Monday, November 02, 2009

The Cartography of Loss

The dedication in Breathe reads:

For Mum, Dad & Kylie

Thanks for giving me stories

And for Carolyn and Christopher

A story come true

My Dad was almost 50 when I was born. My mother was his second wife. His first wife was his childhood sweetheart from his home town, Redcar on the Yorkshire coast. They married when he returned from the war, in that giddy time when everyone was happy to be alive, and ready to meet the brave new world. Reading between the lines I'm pretty sure the marriage came about because of extenuating circumstances.

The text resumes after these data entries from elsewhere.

//! # Fair (CFS-like)
//!
//! Completely-fair scheduling over virtual runtime: the runqueue is an
//! ordered map keyed by vruntime, the weight table is the standard 40-entry
//! nice-to-weight map, and `min_vruntime` tracks the class's progress
//! monotonically. New tasks start at `min_vruntime` (plus one vslice of
//! debit when `start_debit` is set); waking tasks keep their old vruntime
//! but are granted at most half a `sched_latency` of credit.
//!
//! The current task is accounted in the period/slice computations even
//! while it is off the runqueue: `total_load` is maintained as an explicit
//! queued + current pair, so no runqueue flag needs to be toggled to keep
//! the accounting invariant.

use std::collections::HashMap;

use serde::Deserialize;
use serde_json::Value;

use crate::error::{ConfigError, ProtocolError, SimResult};
use crate::sched::queue::KeyedQueue;
use crate::sched::traits::{parse_params, ExtraStat, PolicyCtx, SchedPolicy};
use crate::task::{Task, TaskFlags, TaskTable};
use crate::time::{RawTime, SimTime, TimeSpec};
use crate::TaskId;

/// The standard nice-to-weight map; nice 0 maps to 1024 and each nice step
/// changes CPU share by ~10%.
const WEIGHT_TABLE: [u64; 40] = [
    /* -20 */ 88761, 71755, 56483, 46273, 36291,
    /* -15 */ 29154, 23254, 18705, 14949, 11916,
    /* -10 */ 9548, 7620, 6100, 4904, 3906,
    /*  -5 */ 3121, 2501, 1991, 1586, 1277,
    /*   0 */ 1024, 820, 655, 526, 423,
    /*   5 */ 335, 272, 215, 172, 137,
    /*  10 */ 110, 87, 70, 56, 45,
    /*  15 */ 36, 29, 23, 18, 15,
];

const NICE_0_LOAD: u64 = 1024;

static_assertions::const_assert_eq!(WEIGHT_TABLE.len(), 40);
static_assertions::const_assert_eq!(WEIGHT_TABLE[20], NICE_0_LOAD);

const DEFAULT_TIME_SCALE: u64 = 1_000_000;

#[derive(Debug, Default, Deserialize)]
#[serde(deny_unknown_fields, default)]
struct FairParams {
    time_scale: Option<u64>,
    min_granularity: Option<RawTime>,
    sched_latency: Option<RawTime>,
    sched_wakeup_granularity: Option<RawTime>,
    sched_min_granularity: Option<RawTime>,
    start_debit: bool,
}

/// Fair policy state.
#[derive(Debug)]
pub struct FairPolicy {
    /// vruntime-keyed tree of runnable, not-running tasks.
    tree: KeyedQueue,
    /// Key each queued task was inserted under.
    keys: HashMap<TaskId, u64>,
    /// Per-task virtual runtime.
    vruntime: HashMap<TaskId, u64>,
    /// Per-task `exec_time` already converted into vruntime.
    charged_exec: HashMap<TaskId, SimTime>,
    /// Per-task `exec_time` snapshot at pick (slice accounting).
    prev_sum_exec: HashMap<TaskId, SimTime>,
    /// The fair task currently on the CPU, if any.
    current: Option<TaskId>,
    /// Weight of `current` (0 when none).
    current_load: u64,
    /// Sum of weights on the tree.
    queued_load: u64,
    /// Monotonically non-decreasing class progress marker.
    min_vruntime: u64,

    time_scale: u64,
    min_granularity: SimTime,
    sched_latency: SimTime,
    wakeup_granularity: SimTime,
    sched_min_granularity: SimTime,
    start_debit: bool,
    /// `floor(sched_latency / sched_wakeup_granularity)`.
    nr_latency: u64,
}

fn nice_of(task: &Task) -> i64 {
    task.behavior.priority.clamp(-20, 19)
}

/// `weight_table[nice + 20]`.
fn get_load(nice: i64) -> u64 {
    WEIGHT_TABLE[(nice + 20) as usize]
}

/// Scale a wall-clock delta into virtual time for the given nice level.
fn calc_delta_fair(delta: u64, nice: i64) -> u64 {
    if nice == 0 {
        delta
    } else {
        delta * NICE_0_LOAD / get_load(nice)
    }
}

impl FairPolicy {
    /// New policy with default parameters.
    pub fn new() -> Self {
        let mut policy = Self {
            tree: KeyedQueue::new(),
            keys: HashMap::new(),
            vruntime: HashMap::new(),
            charged_exec: HashMap::new(),
            prev_sum_exec: HashMap::new(),
            current: None,
            current_load: 0,
            queued_load: 0,
            min_vruntime: 0,
            time_scale: DEFAULT_TIME_SCALE,
            min_granularity: 0,
            sched_latency: 0,
            wakeup_granularity: 0,
            sched_min_granularity: 0,
            start_debit: false,
            nr_latency: 0,
        };
        policy.apply_defaults();
        policy
    }

    fn apply_defaults(&mut self) {
        self.min_granularity = self.time_scale;
        self.sched_latency = 8 * self.time_scale;
        self.wakeup_granularity = self.time_scale;
        self.sched_min_granularity = self.time_scale;
        self.nr_latency = self.sched_latency / self.wakeup_granularity;
    }

    /// Runnable tasks of the class, current included.
    fn nr_running(&self) -> u64 {
        self.tree.len() as u64 + u64::from(self.current.is_some())
    }

    /// Total weight, current included even while off the runqueue.
    fn total_load(&self) -> u64 {
        self.queued_load + self.current_load
    }

    /// The latency period the class cycles through once.
    fn sched_period(&self, nr: u64) -> SimTime {
        if nr > self.nr_latency {
            nr * self.min_granularity
        } else {
            self.sched_latency
        }
    }

    /// A task's wall-clock share of the period, by weight.
    fn sched_slice(&self, weight: u64, extra_nr: u64, extra_load: u64) -> SimTime {
        let total = self.total_load() + extra_load;
        if total == 0 {
            return self.sched_latency;
        }
        self.sched_period(self.nr_running() + extra_nr) * weight / total
    }

    /// The slice converted into virtual time.
    fn sched_vslice(&self, nice: i64) -> SimTime {
        let weight = get_load(nice);
        calc_delta_fair(self.sched_slice(weight, 1, weight), nice)
    }

    /// Advance `min_vruntime` from the current task and the tree minimum.
    /// Never decreases.
    fn update_min_vruntime(&mut self) {
        let mut candidate = match self.current {
            Some(c) => self.vruntime[&c],
            None => self.min_vruntime,
        };
        if let Some((leftmost, _)) = self.tree.min() {
            candidate = candidate.min(leftmost);
        }
        let next = self.min_vruntime.max(candidate);
        debug_assert!(next >= self.min_vruntime);
        self.min_vruntime = next;
    }

    /// Convert the current task's charged execution into vruntime.
    fn update_current(&mut self, tasks: &TaskTable) {
        let Some(current) = self.current else {
            return;
        };
        let exec = tasks[current].exec_time;
        let charged = self.charged_exec.entry(current).or_insert(exec);
        if exec > *charged {
            let delta = exec - *charged;
            *charged = exec;
            let nice = nice_of(&tasks[current]);
            *self.vruntime.entry(current).or_insert(0) += calc_delta_fair(delta, nice);
        }
        self.update_min_vruntime();
    }

    /// Place a task and insert it into the tree.
    fn place_and_insert(&mut self, task: &mut Task) {
        let nice = nice_of(task);
        let weight = get_load(nice);
        let id = task.id;
        let vruntime = match self.vruntime.get(&id) {
            // Waking task: keep its vruntime, but grant at most half a
            // latency period of credit (the gentle-sleepers bonus).
            Some(&v) => v.max(self.min_vruntime.saturating_sub(self.sched_latency / 2)),
            // New task: start at the class marker, optionally debited by
            // one vslice.
            None => {
                let debit = if self.start_debit { self.sched_vslice(nice) } else { 0 };
                self.min_vruntime + debit
            }
        };
        self.vruntime.insert(id, vruntime);
        self.tree.insert(vruntime, id);
        self.keys.insert(id, vruntime);
        self.queued_load += weight;
        task.flags.insert(TaskFlags::ON_RQ);
    }
}

impl Default for FairPolicy {
    fn default() -> Self {
        Self::new()
    }
}

impl SchedPolicy for FairPolicy {
    fn name(&self) -> &'static str {
        "fair"
    }

    fn init(
        &mut self,
        params: Option<&Value>,
        tasks: &TaskTable,
        members: &[TaskId],
    ) -> Result<(), ConfigError> {
        let params: FairParams = parse_params(self.name(), params)?;

        self.time_scale = params.time_scale.unwrap_or(DEFAULT_TIME_SCALE);
        if self.time_scale == 0 {
            return Err(ConfigError::BadClassParam {
                class: self.name().to_string(),
                param: "time_scale".to_string(),
                reason: "must be > 0".to_string(),
            });
        }
        self.apply_defaults();

        // Unit-less granularities scale by `time_scale`; suffixed strings
        // are absolute.
        let scale = self.time_scale;
        let resolve = |raw: &Option<RawTime>, name: &'static str, default: SimTime| {
            match raw {
                None => Ok(default),
                Some(raw) => match raw.resolve(scale) {
                    Ok(TimeSpec::Fixed(t)) if t > 0 => Ok(t),
                    _ => Err(ConfigError::BadClassParam {
                        class: "fair".to_string(),
                        param: name.to_string(),
                        reason: "must be a positive fixed time".to_string(),
                    }),
                },
            }
        };
        self.min_granularity = resolve(&params.min_granularity, "min_granularity", scale)?;
        self.sched_latency = resolve(&params.sched_latency, "sched_latency", 8 * scale)?;
        self.wakeup_granularity =
            resolve(&params.sched_wakeup_granularity, "sched_wakeup_granularity", scale)?;
        self.sched_min_granularity =
            resolve(&params.sched_min_granularity, "sched_min_granularity", scale)?;
        self.start_debit = params.start_debit;
        self.nr_latency = self.sched_latency / self.wakeup_granularity;

        self.tree.clear();
        self.keys.clear();
        self.vruntime.clear();
        self.charged_exec.clear();
        self.prev_sum_exec.clear();
        self.current = None;
        self.current_load = 0;
        self.queued_load = 0;
        self.min_vruntime = 0;

        for &t in members {
            let nice = tasks[t].behavior.priority;
            if !(-20..=19).contains(&nice) {
                return Err(ConfigError::PriorityOutOfRange {
                    pname: tasks[t].pname.clone(),
                    priority: nice,
                    class: self.name().to_string(),
                });
            }
        }
        Ok(())
    }

    fn enqueue(&mut self, ctx: &mut PolicyCtx<'_>, task: TaskId) -> SimResult<()> {
        if self.keys.contains_key(&task) {
            return Err(ProtocolError::AlreadyQueued { policy: self.name(), task }.into());
        }
        self.update_current(ctx.tasks);
        self.place_and_insert(&mut ctx.tasks[task]);
        self.update_min_vruntime();
        Ok(())
    }

    fn dequeue(&mut self, ctx: &mut PolicyCtx<'_>, task: TaskId) -> SimResult<()> {
        let key = self
            .keys
            .remove(&task)
            .ok_or(ProtocolError::NotQueued { policy: self.name(), task })?;
        self.tree.remove(key, task, self.name())?;
        self.queued_load -= get_load(nice_of(&ctx.tasks[task]));
        ctx.tasks[task].flags.remove(TaskFlags::ON_RQ);
        self.update_min_vruntime();
        Ok(())
    }

    fn pick_next(&mut self, ctx: &mut PolicyCtx<'_>) -> Option<TaskId> {
        self.update_current(ctx.tasks);

        let next = match self.tree.pop_min() {
            Some((_, next)) => {
                self.keys.remove(&next);
                self.queued_load -= get_load(nice_of(&ctx.tasks[next]));
                ctx.tasks[next].flags.remove(TaskFlags::ON_RQ);
                next
            }
            None => {
                // Empty tree: keep the running fair task if it can go on.
                let prev = ctx.current;
                if self.current == Some(prev) && ctx.tasks[prev].runnable() {
                    prev
                } else {
                    return None;
                }
            }
        };

        self.current = Some(next);
        self.current_load = get_load(nice_of(&ctx.tasks[next]));
        self.prev_sum_exec.insert(next, ctx.tasks[next].exec_time);
        self.charged_exec.insert(next, ctx.tasks[next].exec_time);
        Some(next)
    }

    fn put_prev(&mut self, ctx: &mut PolicyCtx<'_>, prev: TaskId) -> SimResult<()> {
        if self.current == Some(prev) {
            self.update_current(ctx.tasks);
            self.current = None;
            self.current_load = 0;
        }
        let task = &mut ctx.tasks[prev];
        if task.runnable() && !task.on_rq() {
            self.place_and_insert(task);
        }
        self.update_min_vruntime();
        Ok(())
    }

    fn check_preempt(&mut self, ctx: &mut PolicyCtx<'_>, task: TaskId) {
        self.update_current(ctx.tasks);
        let Some(current) = self.current else {
            return;
        };
        let current_v = self.vruntime.get(&current).copied().unwrap_or(0);
        let new_v = self.vruntime.get(&task).copied().unwrap_or(0);
        let vdiff = current_v as i128 - new_v as i128;
        let gran = calc_delta_fair(self.wakeup_granularity, nice_of(&ctx.tasks[task])) as i128;
        if vdiff > gran {
            *ctx.resched = true;
        }
    }

    fn task_tick(&mut self, ctx: &mut PolicyCtx<'_>) {
        self.update_current(ctx.tasks);
        let current = ctx.current;
        if self.current != Some(current) {
            return;
        }
        let delta_exec =
            ctx.tasks[current].exec_time - self.prev_sum_exec.get(&current).copied().unwrap_or(0);
        let ideal = self.sched_slice(self.current_load, 0, 0);
        if delta_exec > ideal {
            *ctx.resched = true;
            return;
        }
        if delta_exec < self.sched_min_granularity {
            return;
        }
        if let Some((leftmost, _)) = self.tree.min() {
            let vdiff = self.vruntime[&current] as i128 - leftmost as i128;
            if vdiff > ideal as i128 {
                *ctx.resched = true;
            }
        }
    }

    fn class_stats(&self) -> Vec<ExtraStat> {
        vec![
            ("min_vruntime", self.min_vruntime as f64),
            ("queued_load", self.queued_load as f64),
        ]
    }
}

#[cfg(test)]
mod tests {
    use super::*;

    #[test]
    fn test_weight_table_shape() {
        assert_eq!(get_load(0), 1024);
        assert_eq!(get_load(-1), 1277);
        assert_eq!(get_load(19), 15);
        assert_eq!(get_load(-20), 88761);
        // Each step changes weight by roughly 25% in load units.
        for nice in -20..19 {
            assert!(get_load(nice) > get_load(nice + 1));
        }
    }

    #[test]
    fn test_calc_delta_fair() {
        // Nice 0 passes through.
        assert_eq!(calc_delta_fair(1_000, 0), 1_000);
        // Heavier tasks accrue vruntime slower.
        assert!(calc_delta_fair(1_000, -5) < 1_000);
        // Lighter tasks accrue faster.
        assert!(calc_delta_fair(1_000, 5) > 1_000);
        assert_eq!(calc_delta_fair(1_277, -1), 1_024);
    }

    #[test]
    fn test_sched_period_scales_past_nr_latency() {
        let policy = FairPolicy::new();
        assert_eq!(policy.nr_latency, 8);
        assert_eq!(policy.sched_period(3), policy.sched_latency);
        assert_eq!(policy.sched_period(8), policy.sched_latency);
        assert_eq!(policy.sched_period(9), 9 * policy.min_granularity);
    }
}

From earliest childhood I knew that somewhere in the world I had a half sister and a half brother. To me they were something out of a fairy story - a story I wanted to be told over and over again - from the magical time before time, when I was not born. They were ghosts of my father's past, made partly from what was real and mostly from my imagination. We had photos to fill out these details, sepia coloured, post war, a little boy in a suit with short pants, a teddy under his arm, Carolyn looking spookily like my sister Kylie at the same age, though they were born 23 years apart (Carolyn was born in 1949, Christopher in 1952 I think. Kylie was born in 1972, I was born in 1974. Just for interest's sake, my mother was born in 1943. These dates might be out of whack a bit, I am not after all the memory keeper, but the memory keeper's daughter.)

I must admit my fascination initially lay more with my half-brother Christopher. We were both the youngest (I lived in a family of first-borns, and as such felt misunderstood). There was something neat about this parallel, two youngests in the same family. I wanted a brother, a partner in mischief, a playmate. My sister was always a mini adult, and though we did play, particularly on family holidays, we weren’t especially compatible. Kylie liked make up and hair and pretty things and was a mother to her toys, I invested myself powerfully in my toys, and ‘pretended’ like it was an addictive drug and rolled my jeans up one roll too many. I knew my halfies would have already grown up, coming us they did from the dark, distant past, tied up in such anachronisms as ‘the war’ and ‘the mother country’, but to me Christopher and Carolyn were permanently children, like Peter Pan, like Alice in Wonderland (‘the everchild’, the child who never grows up, who lives outside of time, like Tin in Sonya Hartnett’s Thursday Child or the children in the cupboard in Coraline.) They were also a set, I could never imagine one without the other.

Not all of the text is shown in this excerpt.